* **GIVEN RECORDS**
━━━━━━━━━━━━━━━━
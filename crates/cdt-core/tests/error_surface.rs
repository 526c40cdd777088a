use cdt_core::errors::{CdtError, ErrorInfo};

fn sample_info(code: &str, message: &str) -> ErrorInfo {
    ErrorInfo::new(code, message)
        .with_context("lag", 12)
        .with_context("reason", "ragged")
}

#[test]
fn shape_error_surface() {
    let err = CdtError::Shape(sample_info("zero-variance", "constant series"));
    assert_eq!(err.info().code, "zero-variance");
    assert!(err.info().context.contains_key("lag"));
}

#[test]
fn range_error_surface() {
    let err = CdtError::range("max-lag", "lag out of range").with_context("max_lag", 0);
    assert!(matches!(err, CdtError::Range(_)));
    assert_eq!(err.info().context.get("max_lag").map(String::as_str), Some("0"));
}

#[test]
fn fit_error_carries_hint() {
    let err = CdtError::fit("max-iterations", "solver did not converge")
        .with_hint("provide an initial guess");
    assert_eq!(err.info().hint.as_deref(), Some("provide an initial guess"));
    let rendered = err.to_string();
    assert!(rendered.starts_with("fit convergence error"));
    assert!(rendered.contains("hint: provide an initial guess"));
}

#[test]
fn errors_serialize_with_family_tag() {
    let err = CdtError::Parse(sample_info("csv-field", "not an integer"));
    let json = serde_json::to_value(&err).expect("serialize");
    assert_eq!(json["family"], "Parse");
    assert_eq!(json["detail"]["code"], "csv-field");
    let decoded: CdtError = serde_json::from_value(json).expect("deserialize");
    assert_eq!(decoded, err);
}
━━━━━━━━━━━━━━━━
* **WHAT YOU WILL DO**
Once more, set down the full listing, verbatim.

* **FINAL ANSWER**
filename crates/cdt-core/tests/error_surface.rs
repository 526c40cdd777088a
use cdt_core::errors::{CdtError, ErrorInfo};

fn sample_info(code: &str, message: &str) -> ErrorInfo {
    ErrorInfo::new(code, message)
        .with_context("lag", 12)
        .with_context("reason", "ragged")
}

#[test]
fn shape_error_surface() {
    let err = CdtError::Shape(sample_info("zero-variance", "constant series"));
    assert_eq!(err.info().code, "zero-variance");
    assert!(err.info().context.contains_key("lag"));
}

#[test]
fn range_error_surface() {
    let err = CdtError::range("max-lag", "lag out of range").with_context("max_lag", 0);
    assert!(matches!(err, CdtError::Range(_)));
    assert_eq!(err.info().context.get("max_lag").map(String::as_str), Some("0"));
}

#[test]
fn fit_error_carries_hint() {
    let err = CdtError::fit("max-iterations", "solver did not converge")
        .with_hint("provide an initial guess");
    assert_eq!(err.info().hint.as_deref(), Some("provide an initial guess"));
    let rendered = err.to_string();
    assert!(rendered.starts_with("fit convergence error"));
    assert!(rendered.contains("hint: provide an initial guess"));
}

#[test]
fn errors_serialize_with_family_tag() {
    let err = CdtError::Parse(sample_info("csv-field", "not an integer"));
    let json = serde_json::to_value(&err).expect("serialize");
    assert_eq!(json["family"], "Parse");
    assert_eq!(json["detail"]["code"], "csv-field");
    let decoded: CdtError = serde_json::from_value(json).expect("deserialize");
    assert_eq!(decoded, err);
}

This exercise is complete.